Meanwhile, old conflicts in the Middle East blended with the new instabilities to create a toxic cocktail that threaten to shake the foundations of a global order that we had taken as established. And even though India's economic growth and consequent rise in the world meant that our stakes in these countries all grew exponentially, we decided it's best to keep our noses clean in these dirty wars. Let's stick to our old mantra of noninterference, non-intervention in affairs of other states. We put off examining what these conflicts mean for India. We liked the Chinese line - I won't ask, you don't tell. Just make sure I don't get affected.
The predominant Indian narrative about the goingson in this region went something like this. . . We don't like Iran getting a nuclear weapon, but Iran will get it anyway. We need Iran for oil and Afghanistan, not always in that order, and we can't influence them because they don't listen to us. So we continue the way we were. Syria is part of a sectarian conflict imposed by external actors - Saudi Arabia, Turkey, Iran and the US. And this is just a Western conspiracy to go after Iran. The Shia-Sunni divide is sharpening in the Middle East and we're now seeing shades of that playing out even in Afghanistan.
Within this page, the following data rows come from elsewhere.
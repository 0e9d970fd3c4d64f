/// quick start - allocate one payment against a fresh schedule
use loan_repayment_rs::chrono::NaiveDate;
use loan_repayment_rs::{
    AllocationOptions, AmortizationCalculator, CalculationMethod, EngineConfig, Loan, LoanTerms,
    Money, PaymentRequest, Rate, RepaymentEngine, RepaymentFrequency, SafeTimeProvider,
    ScheduleGenerator, TimeSource, Uuid,
};

fn main() -> Result<(), Box<dyn std::error::Error>> {
    let time = SafeTimeProvider::new(TimeSource::System);
    let engine = RepaymentEngine::in_memory(EngineConfig::default())?;

    // 1,200,000 over 6 months, flat 18%
    let terms = LoanTerms {
        principal: Money::from_major(1_200_000),
        interest_rate: Rate::from_percentage(18),
        term: 6,
        frequency: RepaymentFrequency::Monthly,
        calculation_method: CalculationMethod::Flat,
        first_due_date: NaiveDate::from_ymd_opt(2024, 2, 1).ok_or("bad date")?,
        fee_per_installment: Money::ZERO,
    };
    let mut loan = Loan::new("LN-0001", "CL-0001", Uuid::new_v4(), terms, time.now());
    let schedule = AmortizationCalculator::new().generate(loan.id, &loan.terms)?;
    loan.apply_schedule(&schedule);
    loan.disburse(NaiveDate::from_ymd_opt(2024, 1, 1).ok_or("bad date")?);
    engine.store().insert_loan(loan.clone());
    engine.store().insert_installments(loan.id, schedule);

    // pay a little more than one installment
    let request = PaymentRequest::new(
        loan.id,
        Money::from_major(250_000),
        NaiveDate::from_ymd_opt(2024, 2, 1).ok_or("bad date")?,
        "teller-01",
    );
    let outcome = engine.allocate_payment(request, AllocationOptions::default(), &time)?;

    println!("{}", serde_json::to_string_pretty(&outcome.result)?);
    for event in &outcome.events {
        println!("{event:?}");
    }

    Ok(())
}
But we want both on our side because we have both kinds of people. So our best bet is to divide our favours - let's buy oil from both Iran and Saudi Arabia. That way we pay everybody and everybody will love us. We can avoid taking really tough decisions on our security. Because those involve making tough choices. The West is getting into other deadly conflicts, dumping their old allies and forcing changes in the region whose effects will be felt less in distant Europe, and more in South Asia. Yet we desist from using our influence to secure future advantages.
Until an apparently Iran-sponsored terror attack against an Israeli diplomat in New Delhi last week forced India to take a harder look at a changing world, playing in a theatre near us.
Let's take a tour de horizon to look at two of the biggest forces of change that affect India, its security, foreign policy and future.
Iran would like Israel to be wiped off the face of this earth. Israel believes that Iran's quest for nuclear weapons is aimed at just that. Therefore, Israel would much prefer that Iran's nuclear capability is pre-emptively destroyed, crippled or delayed, whichever comes first.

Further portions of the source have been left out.